Zevra Therapeutics (ZVRA) stock is facing a sharp pre-market decline of 12.76% on Wednesday, following the release of its mixed second-quarter 2025 earnings report. The significant drop comes as investors react to the company's earnings per share (EPS) miss, overshadowing a strong revenue performance.
For the quarter ended June 30, Zevra reported impressive revenue of $25.9 million, surpassing analyst expectations of $22.5 million and marking a substantial increase from $4.5 million in the same quarter last year. The revenue growth was primarily driven by MIPLYFFA, which generated $21.5 million in net revenue. However, the company's adjusted earnings of $1.21 per share fell short of the consensus estimate of $1.50 per share, disappointing investors who had anticipated stronger bottom-line results.

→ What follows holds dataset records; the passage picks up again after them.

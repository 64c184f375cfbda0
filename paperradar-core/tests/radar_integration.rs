//! End-to-end tests over the on-disk cache and the SQLite paper store.

use chrono::{Duration, NaiveDate, TimeZone, Utc};
use paperradar_core::cache::{CacheBackend, FileTier, TtlPolicy};
use paperradar_core::models::{Author, Implementation, Paper, PaperMetrics, PaperSummary};
use paperradar_core::{
    CacheCategory, CacheWrite, ManualClock, PaperRepository, RadarConfig, RadarContext,
    SqliteRepository, TieredCache, Timeframe,
};
use pretty_assertions::assert_eq;
use std::sync::Arc;

fn clock() -> Arc<ManualClock> {
    Arc::new(ManualClock::new(
        Utc.with_ymd_and_hms(2025, 4, 15, 9, 0, 0).unwrap(),
    ))
}

fn file_cache(dir: &std::path::Path, clock: Arc<ManualClock>) -> TieredCache {
    TieredCache::new(
        Arc::new(FileTier::new(dir)),
        TtlPolicy::default(),
        16,
        clock,
    )
}

#[tokio::test]
async fn file_cache_survives_restart() {
    let dir = tempfile::tempdir().unwrap();
    let clock = clock();

    {
        let cache = file_cache(dir.path(), clock.clone());
        cache
            .set(
                "paper:2504.00001",
                &vec!["graph", "transformer"],
                CacheWrite::new(CacheCategory::PaperMetadata),
            )
            .await
            .unwrap();
    }

    let cache = file_cache(dir.path(), clock.clone());
    let value: Option<Vec<String>> = cache.get("paper:2504.00001").await;
    assert_eq!(value, Some(vec!["graph".to_string(), "transformer".to_string()]));

    let stats = cache.get_stats().await;
    assert_eq!(stats.disk_hits, 1);
    assert_eq!(stats.memory_items, 1);
    assert_eq!(stats.disk_items, 1);

    // Trending lists expire long before paper metadata.
    cache
        .set(
            "trending_cached:day:5:all",
            &vec!["2504.00001"],
            CacheWrite::new(CacheCategory::TrendingPapers),
        )
        .await
        .unwrap();
    clock.advance(Duration::minutes(11));
    assert_eq!(cache.clear_expired().await, 1);
    assert!(cache.get_value("paper:2504.00001").await.is_some());
}

#[tokio::test]
async fn corrupt_record_is_a_miss() {
    let dir = tempfile::tempdir().unwrap();
    let clock = clock();
    {
        let cache = file_cache(dir.path(), clock.clone());
        cache
            .set("search:llm", &42, CacheWrite::new(CacheCategory::SearchResults))
            .await
            .unwrap();
    }
    for entry in std::fs::read_dir(dir.path()).unwrap() {
        std::fs::write(entry.unwrap().path(), b"{ not json").unwrap();
    }

    let cache = file_cache(dir.path(), clock);
    assert!(cache.get_value("search:llm").await.is_none());
    assert_eq!(cache.get_stats().await.misses, 1);
    assert_eq!(std::fs::read_dir(dir.path()).unwrap().count(), 0);
}

fn fixture(id: &str, days_old: i64, citations: i64, velocity: i64, stars: i64) -> Paper {
    let published = NaiveDate::from_ymd_opt(2025, 4, 15).unwrap() - Duration::days(days_old);
    let mut paper = Paper::new(id, format!("Paper {id}"), "cs.CL", published);
    paper.abstract_text = "We propose a retrieval augmented decoder with sparse routing".into();
    paper.authors = vec![Author::new("A. Researcher"), Author::new("B. Scientist")];
    paper.metrics = Some(PaperMetrics {
        citation_count: citations,
        citation_velocity_7d: velocity,
        github_stars: stars,
        social_score: 10.0,
        ..Default::default()
    });
    if stars > 0 {
        paper.implementations = vec![Implementation {
            source: "github".into(),
            repo_url: format!("https://github.com/lab/{id}"),
            repo_name: format!("lab/{id}"),
            stars,
            description: None,
            language: Some("Python".into()),
            last_updated: Some(Utc.with_ymd_and_hms(2025, 4, 1, 0, 0, 0).unwrap()),
        }];
        paper.summary = Some(PaperSummary {
            one_line_summary: "Sparse routing for retrieval".into(),
            methodology: Some("Mixture of experts".into()),
            results_summary: Some("Beats baselines".into()),
            ..Default::default()
        });
    }
    paper
}

#[tokio::test]
async fn sqlite_ranking_and_trending() {
    let dir = tempfile::tempdir().unwrap();
    let repo = SqliteRepository::open(dir.path().join("radar.db"))
        .await
        .unwrap();
    for paper in [
        fixture("strong", 3, 120, 40, 4_000),
        fixture("middling", 10, 12, 3, 0),
        fixture("quiet", 20, 0, 0, 0),
        fixture("ancient", 400, 900, 1, 0),
    ] {
        repo.upsert_paper(&paper).await.unwrap();
    }
    let repo = Arc::new(repo);

    let mut config = RadarConfig::default();
    config.cache.backend = CacheBackend::Memory;
    let ctx = RadarContext::new(config, repo.clone(), clock()).unwrap();

    let stats = ctx.ranking().recalculate_scores(None, 30).await.unwrap();
    assert_eq!((stats.processed, stats.updated, stats.errors), (3, 3, 0));

    let ancient = repo.paper("ancient").await.unwrap().unwrap();
    assert_eq!(ancient.metrics.unwrap().overall_rank_score, 0.0);

    let trending = ctx
        .trending()
        .trending(Timeframe::Month, 10, Some("cs.CL"))
        .await
        .unwrap();
    let ids: Vec<&str> = trending.iter().map(|p| p.id.as_str()).collect();
    assert_eq!(ids[0], "strong");
    assert_eq!(ids.len(), 3);

    let scores: Vec<f64> = trending
        .iter()
        .map(|p| p.metrics.as_ref().map_or(0.0, |m| m.overall_rank_score))
        .collect();
    assert!(scores.windows(2).all(|w| w[0] >= w[1]));
    assert!(scores.iter().all(|s| (0.0..=1.0).contains(s)));

    let strong = repo.paper("strong").await.unwrap().unwrap();
    let breakdown = ctx.ranking().calculate_paper_score(&strong, None).await;
    assert_eq!(breakdown.reproducibility, 1.0);
    assert!(breakdown.freshness_boost > 1.0);
    assert!((breakdown.total_score - scores[0]).abs() < 1e-9);
}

Despite the revenue beat and a completed $150 million Priority Review Voucher (PRV) sale that strengthened the company's financial position, the market seems to be focusing on the earnings miss. Zevra's management stated that the company has sufficient resources to execute its strategic priorities independent from the capital markets, with cash, cash equivalents, and securities totaling $217.7 million at the end of June. However, this assurance appears insufficient to calm investor concerns, as reflected in the stock's significant pre-market decline.